A randomized crossover study indicated that losing sleep disrupts the satiety hormone, the “feeling full” hormone. Brain chemistry can explain how both the munchies and how sleep deprivation may cause similar eating patterns.
Erin Hanlon led a team of researchers at the University of Chicago to figure out what causes late night snacking.
Hanlon and her team looked at 14 young men and women and their sleep patterns. They found that sleep deprivation unsettles hormone levels and affects how much we snack. In the past, obesity has been linked to sleep deprivation, but the reasons are hazy. Hanlon’s team analyzed what snacks men and women choose when they can’t sleep.
“Sleep curtailment results in stimulation of hunger and food intake that exceeds the energy cost of extended wakefulness, suggesting the involvement of reward mechanisms,” researchers wrote. “The current study tested the hypothesis that sleep restriction is associated with activation of the endocannabinoid (eCB) system, a key component of hedonic pathways involved in modulating appetite and food intake.”
Participants were observed for two four-day sessions. They slept either a healthy 7.5 hours or a soul-draining 4 hours and 11 minutes each night. Every night, the volunteers ate identical meals at 9 a.m. 2 p.m. and 7 p.m. All volunteers ate identical meals, so that nothing affected their appetite. For the final leg of the study, volunteers were offered a cornucopia of desserts and snacks. The sleep-deprived binged on fatty foods even after eating a meal that contained 90 percent of their daily calorie intake. On average, sleepy volunteers consumed 300 calories in high-fat foods.
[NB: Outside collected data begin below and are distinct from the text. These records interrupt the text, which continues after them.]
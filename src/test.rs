// Copyright (C) 2024 Michael Wilson <mike@mdwn.dev>
//
// This program is free software: you can redistribute it and/or modify it under
// the terms of the GNU General Public License as published by the Free Software
// Foundation, version 3.
//
// This program is distributed in the hope that it will be useful, but WITHOUT
// ANY WARRANTY; without even the implied warranty of MERCHANTABILITY or FITNESS
// FOR A PARTICULAR PURPOSE. See the GNU General Public License for more details.
//
// You should have received a copy of the GNU General Public License along with
// this program. If not, see <https://www.gnu.org/licenses/>.
//
#[cfg(test)]
pub mod test {
    use std::{
        thread,
        time::{Duration, Instant},
    };

    /// Wait for the given predicate to return true or fail.
    #[inline]
    pub fn eventually<F>(predicate: F, error_msg: &str)
    where
        F: Fn() -> bool,
    {
        let start = Instant::now();
        let tick = Duration::from_millis(10);
        let timeout = Duration::from_secs(3);

        loop {
            if start.elapsed() > timeout {
                panic!("{}", error_msg);
            }
            if predicate() {
                return;
            }
            thread::sleep(tick);
        }
    }
}
//! Command execution through the shell

use crate::error::{CovError, CovResult};
use serde::{Deserialize, Serialize};
use std::path::PathBuf;
use std::process::{Command, ExitStatus, Stdio};
use std::time::{Duration, Instant};

/// Exit code reported when the shell cannot be spawned
pub const SPAWN_FAILURE_CODE: i32 = 127;

/// Captured result of one external command
#[derive(Debug, Clone, PartialEq, Eq, Default, Serialize, Deserialize)]
pub struct ExecResult {
    /// Captured standard output
    pub stdout: String,
    /// Captured standard error
    pub stderr: String,
    /// Exit code of the command
    pub exit_code: i32,
}

impl ExecResult {
    /// Create a result from its parts
    #[must_use]
    pub fn new(stdout: impl Into<String>, stderr: impl Into<String>, exit_code: i32) -> Self {
        Self {
            stdout: stdout.into(),
            stderr: stderr.into(),
            exit_code,
        }
    }

    /// Successful result with the given stdout
    #[must_use]
    pub fn ok(stdout: impl Into<String>) -> Self {
        Self::new(stdout, "", 0)
    }

    /// Failed result with the given stderr and exit code
    #[must_use]
    pub fn failed(stderr: impl Into<String>, exit_code: i32) -> Self {
        Self::new("", stderr, exit_code)
    }

    /// Whether the command exited with code 0
    #[must_use]
    pub const fn success(&self) -> bool {
        self.exit_code == 0
    }
}

/// Runs a command line and captures its output
pub trait CommandRunner {
    /// Run `command` to completion
    ///
    /// # Errors
    ///
    /// Only when the command could not be started at all. A command that
    /// runs and fails is an `Ok` result with a non-zero exit code.
    fn run(&mut self, command: &str) -> CovResult<ExecResult>;
}

/// Production runner: `sh -c <command>`, blocking, no timeout
#[derive(Debug, Clone, Default)]
pub struct ShellRunner {
    workdir: Option<PathBuf>,
}

impl ShellRunner {
    /// Runner inheriting the current working directory
    #[must_use]
    pub fn new() -> Self {
        Self::default()
    }

    /// Run commands in `workdir` instead of the current directory
    #[must_use]
    pub fn with_workdir(mut self, workdir: Option<PathBuf>) -> Self {
        self.workdir = workdir;
        self
    }

    // Command lines are quoted with `shell_quote`, so they always go to a
    // POSIX `sh`, never `cmd.exe`
    fn shell_command(&self, command: &str) -> Command {
        let mut cmd = Command::new("sh");
        cmd.args(["-c", command]);
        if let Some(ref dir) = self.workdir {
            cmd.current_dir(dir);
        }
        cmd.stdin(Stdio::null())
            .stdout(Stdio::piped())
            .stderr(Stdio::piped());
        cmd
    }
}

impl CommandRunner for ShellRunner {
    fn run(&mut self, command: &str) -> CovResult<ExecResult> {
        let start = Instant::now();
        let output = self
            .shell_command(command)
            .output()
            .map_err(|e| CovError::spawn(command, e))?;

        let result = ExecResult {
            stdout: String::from_utf8_lossy(&output.stdout).into_owned(),
            stderr: String::from_utf8_lossy(&output.stderr).into_owned(),
            exit_code: exit_code_of(output.status),
        };
        log_execution(command, &result, start.elapsed());
        Ok(result)
    }
}

fn log_execution(command: &str, result: &ExecResult, elapsed: Duration) {
    tracing::debug!(
        command,
        exit_code = result.exit_code,
        elapsed_ms = elapsed.as_millis() as u64,
        stdout_bytes = result.stdout.len(),
        stderr_bytes = result.stderr.len(),
        "command finished"
    );
}

/// Exit code of a finished child, `128 + signal` when it was killed
#[must_use]
pub fn exit_code_of(status: ExitStatus) -> i32 {
    if let Some(code) = status.code() {
        return code;
    }
    #[cfg(unix)]
    {
        use std::os::unix::process::ExitStatusExt;
        if let Some(signal) = status.signal() {
            return 128 + signal;
        }
    }
    1
}

/// Quote a value for inclusion in a POSIX shell command line
#[must_use]
pub fn shell_quote(value: &str) -> String {
    let is_plain = !value.is_empty()
        && value
            .chars()
            .all(|c| c.is_ascii_alphanumeric() || matches!(c, '/' | '.' | '_' | '-' | '=' | ':' | '+' | ','));
    if is_plain {
        value.to_string()
    } else {
        format!("'{}'", value.replace('\'', r"'\''"))
    }
}

#[cfg(test)]
#[allow(clippy::unwrap_used, clippy::expect_used)]
mod tests {
    use super::*;

    mod exec_result_tests {
        use super::*;

        #[test]
        fn test_ok_result() {
            let result = ExecResult::ok("PASS");
            assert!(result.success());
            assert_eq!(result.stdout, "PASS");
            assert!(result.stderr.is_empty());
        }

        #[test]
        fn test_failed_result() {
            let result = ExecResult::failed("build failed", 2);
            assert!(!result.success());
            assert_eq!(result.exit_code, 2);
            assert_eq!(result.stderr, "build failed");
        }

        #[test]
        fn test_serialize() {
            let json = serde_json::to_string(&ExecResult::new("out", "err", 3)).unwrap();
            assert!(json.contains("\"exit_code\":3"));
        }
    }

    mod shell_quote_tests {
        use super::*;

        #[test]
        fn test_plain_values_untouched() {
            assert_eq!(shell_quote("coverage.out"), "coverage.out");
            assert_eq!(shell_quote("./..."), "./...");
            assert_eq!(shell_quote("/usr/local/go/bin/go"), "/usr/local/go/bin/go");
        }

        #[test]
        fn test_spaces_are_quoted() {
            assert_eq!(shell_quote("my dir/cov.out"), "'my dir/cov.out'");
        }

        #[test]
        fn test_single_quote_escaped() {
            assert_eq!(shell_quote("it's"), r"'it'\''s'");
        }

        #[test]
        fn test_empty_is_quoted() {
            assert_eq!(shell_quote(""), "''");
        }
    }

    mod shell_command_tests {
        use super::*;
        use std::ffi::OsStr;

        #[test]
        fn test_always_posix_sh() {
            let cmd = ShellRunner::new().shell_command("go test -cover './my pkg/...'");
            assert_eq!(cmd.get_program(), OsStr::new("sh"));
            let args: Vec<&OsStr> = cmd.get_args().collect();
            assert_eq!(args, [OsStr::new("-c"), OsStr::new("go test -cover './my pkg/...'")]);
        }

        #[test]
        fn test_workdir_applied() {
            let cmd = ShellRunner::new()
                .with_workdir(Some(PathBuf::from("/src/app")))
                .shell_command("true");
            assert_eq!(cmd.get_current_dir(), Some(std::path::Path::new("/src/app")));
        }
    }

    #[cfg(unix)]
    mod shell_runner_tests {
        use super::*;
        use tempfile::TempDir;

        #[test]
        fn test_captures_stdout() {
            let result = ShellRunner::new().run("echo hello").unwrap();
            assert!(result.success());
            assert_eq!(result.stdout.trim(), "hello");
        }

        #[test]
        fn test_captures_stderr_and_exit_code() {
            let result = ShellRunner::new().run("echo oops >&2; exit 3").unwrap();
            assert_eq!(result.exit_code, 3);
            assert_eq!(result.stderr.trim(), "oops");
        }

        #[test]
        fn test_and_chain_stops_on_failure() {
            let result = ShellRunner::new().run("false && echo never").unwrap();
            assert_eq!(result.exit_code, 1);
            assert!(result.stdout.is_empty());
        }

        #[test]
        fn test_missing_command_is_127() {
            let result = ShellRunner::new()
                .run("covgate-definitely-not-installed-xyz")
                .unwrap();
            assert_eq!(result.exit_code, 127);
        }

        #[test]
        fn test_workdir() {
            let temp = TempDir::new().unwrap();
            std::fs::write(temp.path().join("marker.txt"), "here").unwrap();
            let result = ShellRunner::new()
                .with_workdir(Some(temp.path().to_path_buf()))
                .run("cat marker.txt")
                .unwrap();
            assert_eq!(result.stdout, "here");
        }

        #[test]
        fn test_signal_exit_code() {
            let result = ShellRunner::new().run("kill -9 $$").unwrap();
            assert_eq!(result.exit_code, 128 + 9);
        }

        #[test]
        fn test_invalid_utf8_is_lossy() {
            let result = ShellRunner::new().run("printf '\\377ok'").unwrap();
            assert!(result.stdout.ends_with("ok"));
            assert!(result.stdout.contains('\u{FFFD}'));
        }
    }
}
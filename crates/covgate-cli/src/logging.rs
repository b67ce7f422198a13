//! Diagnostic logging setup
//!
//! `RUST_LOG` wins when set; otherwise the level follows `-v`/`-q`.
//! Logs always go to stderr so stdout stays the pipeline transcript.

use covgate::GateConfig;
use tracing_subscriber::EnvFilter;

/// Filter used when `RUST_LOG` is not set
#[must_use]
pub fn default_filter(config: &GateConfig) -> EnvFilter {
    EnvFilter::new(config.verbosity.log_directive())
}

/// Install the global subscriber. Later calls are no-ops.
pub fn init_tracing(config: &GateConfig, json: bool) {
    let filter = EnvFilter::try_from_default_env().unwrap_or_else(|_| default_filter(config));
    let builder = tracing_subscriber::fmt()
        .with_env_filter(filter)
        .with_writer(std::io::stderr)
        .with_target(false);

    let result = if json {
        builder.json().try_init()
    } else {
        builder
            .with_ansi(config.color.should_color())
            .try_init()
    };

    if result.is_err() {
        tracing::debug!("tracing subscriber already installed");
    }
}
//! covgate CLI library
//!
//! Argument parsing, logging setup and command handlers for the `covgate`
//! binary.

#![warn(missing_docs)]
#![warn(clippy::all)]
#![warn(clippy::pedantic)]
#![warn(clippy::nursery)]
#![allow(clippy::module_name_repetitions)]
#![allow(clippy::format_push_string)] // String building is clear and correct

mod commands;
pub mod handlers;
pub mod logging;

pub use commands::{Cli, ColorArg, Commands, ConfigArgs, FormatArg};
//! Parsing of `go tool cover -func` output
//!
//! Rows look like
//!
//! ```text
//! example.com/app/handler.go:14:    ServeHTTP       85.7%
//! total:                            (statements)    81.2%
//! ```
//!
//! Anything else (for instance the `ok  pkg  coverage: ...` lines of a
//! chained `go test`) is skipped.

use regex::Regex;
use serde::{Deserialize, Serialize};
use std::sync::OnceLock;

/// Coverage of a single function
#[derive(Debug, Clone, PartialEq, Serialize, Deserialize)]
pub struct FunctionCoverage {
    /// `file:line` location of the function
    pub location: String,
    /// Function name
    pub function: String,
    /// Statement coverage, in percent
    pub percent: f64,
}

/// Parsed function report
#[derive(Debug, Clone, Default, PartialEq, Serialize, Deserialize)]
pub struct FunctionReport {
    /// Per-function rows, in report order
    pub functions: Vec<FunctionCoverage>,
    /// Value of the `total:` row, if present
    pub total: Option<f64>,
}

fn function_row() -> &'static Regex {
    static RE: OnceLock<Regex> = OnceLock::new();
    RE.get_or_init(|| {
        Regex::new(r"^(?P<loc>\S+:\d+):?\s+(?P<func>\S+)\s+(?P<pct>\d+(?:\.\d+)?)%\s*$")
            .expect("function row pattern is valid")
    })
}

fn total_row() -> &'static Regex {
    static RE: OnceLock<Regex> = OnceLock::new();
    RE.get_or_init(|| {
        Regex::new(r"^total:\s+(?:\(\w+\)\s+)?(?P<pct>\d+(?:\.\d+)?)%\s*$")
            .expect("total row pattern is valid")
    })
}

impl FunctionReport {
    /// Parse report text. Never fails; unrecognised lines are ignored.
    #[must_use]
    pub fn parse(text: &str) -> Self {
        let mut report = Self::default();

        for line in text.lines().map(str::trim) {
            if let Some(caps) = total_row().captures(line) {
                report.total = caps["pct"].parse().ok();
            } else if let Some(caps) = function_row().captures(line) {
                if let Ok(percent) = caps["pct"].parse() {
                    report.functions.push(FunctionCoverage {
                        location: caps["loc"].to_string(),
                        function: caps["func"].to_string(),
                        percent,
                    });
                }
            }
        }

        report
    }

    /// The `n` least covered functions, lowest first
    #[must_use]
    pub fn lowest(&self, n: usize) -> Vec<&FunctionCoverage> {
        let mut rows: Vec<&FunctionCoverage> = self.functions.iter().collect();
        rows.sort_by(|a, b| a.percent.total_cmp(&b.percent));
        rows.truncate(n);
        rows
    }

    /// Functions with no coverage at all
    #[must_use]
    pub fn uncovered(&self) -> Vec<&FunctionCoverage> {
        self.functions.iter().filter(|f| f.percent == 0.0).collect()
    }
}

/// Outcome of comparing a total against a threshold
#[derive(Debug, Clone, Copy, PartialEq, Serialize, Deserialize)]
#[serde(tag = "verdict", rename_all = "snake_case")]
pub enum ThresholdVerdict {
    /// Total is at or above the threshold
    Meets {
        /// Parsed total
        total: f64,
    },
    /// Total is strictly below the threshold
    Below {
        /// Parsed total
        total: f64,
    },
    /// Report had no total row
    Missing,
}

impl ThresholdVerdict {
    /// Compare `total` against `threshold`; equal passes
    #[must_use]
    pub fn evaluate(total: Option<f64>, threshold: f64) -> Self {
        match total {
            Some(total) if total < threshold => Self::Below { total },
            Some(total) => Self::Meets { total },
            None => Self::Missing,
        }
    }

    /// Whether the gate passes
    #[must_use]
    pub const fn passed(self) -> bool {
        matches!(self, Self::Meets { .. })
    }

    /// Parsed total, if any
    #[must_use]
    pub const fn total(self) -> Option<f64> {
        match self {
            Self::Meets { total } | Self::Below { total } => Some(total),
            Self::Missing => None,
        }
    }
}
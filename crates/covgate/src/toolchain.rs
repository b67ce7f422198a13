//! Go toolchain command lines

use crate::config::GateConfig;
use crate::executor::shell_quote;

/// Builds the shell command line for each pipeline step
#[derive(Debug, Clone, PartialEq, Eq)]
pub struct GoToolchain {
    go: String,
    packages: String,
    profile: String,
    html: String,
}

impl Default for GoToolchain {
    fn default() -> Self {
        Self::from_config(&GateConfig::default())
    }
}

impl GoToolchain {
    /// Toolchain commands for the given configuration
    #[must_use]
    pub fn from_config(config: &GateConfig) -> Self {
        Self {
            go: shell_quote(&config.go_bin),
            packages: shell_quote(&config.packages),
            profile: shell_quote(&config.profile),
            html: shell_quote(&config.html),
        }
    }

    /// `go test -cover ./...`
    #[must_use]
    pub fn test_with_coverage(&self) -> String {
        format!("{} test -cover {}", self.go, self.packages)
    }

    /// `go test -coverprofile=coverage.out ./...`
    #[must_use]
    pub fn generate_profile(&self) -> String {
        format!(
            "{} test -coverprofile={} {}",
            self.go, self.profile, self.packages
        )
    }

    /// `go tool cover -func=coverage.out`
    #[must_use]
    pub fn function_report(&self) -> String {
        format!("{} tool cover -func={}", self.go, self.profile)
    }

    /// `go tool cover -html=coverage.out -o coverage.html`
    #[must_use]
    pub fn html_report(&self) -> String {
        format!(
            "{} tool cover -html={} -o {}",
            self.go, self.profile, self.html
        )
    }

    /// Fresh profile followed by the function report, whose `total:` line
    /// is then compared against the threshold
    #[must_use]
    pub fn threshold_report(&self) -> String {
        format!(
            "{} test -cover -coverprofile={} {} && {}",
            self.go,
            self.profile,
            self.packages,
            self.function_report()
        )
    }
}

#[cfg(test)]
mod tests {
    use super::*;

    #[test]
    fn test_default_commands() {
        let go = GoToolchain::default();
        assert_eq!(go.test_with_coverage(), "go test -cover ./...");
        assert_eq!(
            go.generate_profile(),
            "go test -coverprofile=coverage.out ./..."
        );
        assert_eq!(go.function_report(), "go tool cover -func=coverage.out");
        assert_eq!(
            go.html_report(),
            "go tool cover -html=coverage.out -o coverage.html"
        );
        assert_eq!(
            go.threshold_report(),
            "go test -cover -coverprofile=coverage.out ./... && go tool cover -func=coverage.out"
        );
    }

    #[test]
    fn test_configured_paths() {
        let config = GateConfig::new()
            .with_go_bin("/opt/go/bin/go")
            .with_packages("./pkg/...")
            .with_profile("build/cov.out")
            .with_html("build/cov.html");
        let go = GoToolchain::from_config(&config);
        assert_eq!(go.test_with_coverage(), "/opt/go/bin/go test -cover ./pkg/...");
        assert_eq!(
            go.html_report(),
            "/opt/go/bin/go tool cover -html=build/cov.out -o build/cov.html"
        );
    }

    #[test]
    fn test_paths_with_spaces_are_quoted() {
        let config = GateConfig::new().with_profile("my reports/cov.out");
        let go = GoToolchain::from_config(&config);
        assert_eq!(
            go.function_report(),
            "go tool cover -func='my reports/cov.out'"
        );
    }
}
//! Config command handler

use crate::ConfigArgs;
use covgate::{format_percent, CovResult, GateConfig};

/// Execute the config command
pub fn execute_config(config: &GateConfig, args: &ConfigArgs) -> CovResult<()> {
    println!("{}", render_config(config, args)?);
    Ok(())
}

/// Render the configuration in the requested format
pub fn render_config(config: &GateConfig, args: &ConfigArgs) -> CovResult<String> {
    if args.json {
        Ok(serde_json::to_string_pretty(config)?)
    } else if args.yaml {
        Ok(serde_yaml_ng::to_string(config)?)
    } else {
        Ok(render_config_text(config))
    }
}

/// Human-readable configuration listing
#[must_use]
pub fn render_config_text(config: &GateConfig) -> String {
    let workdir = config
        .workdir
        .as_ref()
        .map_or_else(|| "(current directory)".to_string(), |p| p.display().to_string());

    let mut out = String::from("Current configuration:\n");
    out.push_str(&format!("  Go binary: {}\n", config.go_bin));
    out.push_str(&format!("  Packages: {}\n", config.packages));
    out.push_str(&format!("  Profile: {}\n", config.profile));
    out.push_str(&format!("  HTML report: {}\n", config.html));
    out.push_str(&format!("  Threshold: {}%\n", format_percent(config.threshold)));
    out.push_str(&format!("  Working directory: {workdir}\n"));
    out.push_str(&format!("  Verbosity: {:?}\n", config.verbosity));
    out.push_str(&format!("  Color: {:?}", config.color));
    out
}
Sleepy volunteers chose snacks with nearly twice as much fat than snacks chosen by rested volunteers.
To understand why sleep deprivation affects eating habits, you have to look at elsewhere. Sleep loss can disrupt hormones, causing low leptin and high ghrelin levels. Leptin is the satiety hormone, which tells our brain when we’re full. Ghrelin is the munchie hormone, the enzyme produced in the stomach that stimulates appetite.
Hanlon looked at a number of endocannabinoids, and the levels before and after losing sleep. One cannabinoid, 2-AG, stood out. 2-AG is a reward chemical that intensifies pleasure when we eat sweet and salty foods. In rested volunteers, levels of 2-AG rose in the morning, but declined shortly after. In sleeping volunteers, levels of 2-AG rose 33 percent, and stayed at high levels all day until about 9 p.m.
“We know that marijuana activates the endocannabinoid system and causes people to overeat when they are not hungry, and they normally eat yummy sweet and fatty foods,” Hanlon said. “Sleep restriction may cause overeating by acting in the same manner.”
Most avid stoners have adopted their own methods for curtailing the munchies such as rearranging eating times or putting snacks out of sight and out of mind. All this work could be in vain, however, if you aren’t giving yourself regular and sufficient sleep. On a side note, obesity and sleep disorders are a vicious cycle, one leads to breathing problems which leads to restless nights.
Tamas Horvath explained how cannabis causes the munchies. He study cannabis smokers at Yale University to understand the CB1R receptor.
“By observing how the appetite center of the brain responds to marijuana, we were able to see what drives the hunger brought about by cannabis and how that same mechanism that normally turns off feeding becomes a driver of eating. It’s like pressing a car’s brakes and accelerating instead,” Horvath said.
Do you get the munchies when enjoying cannabis?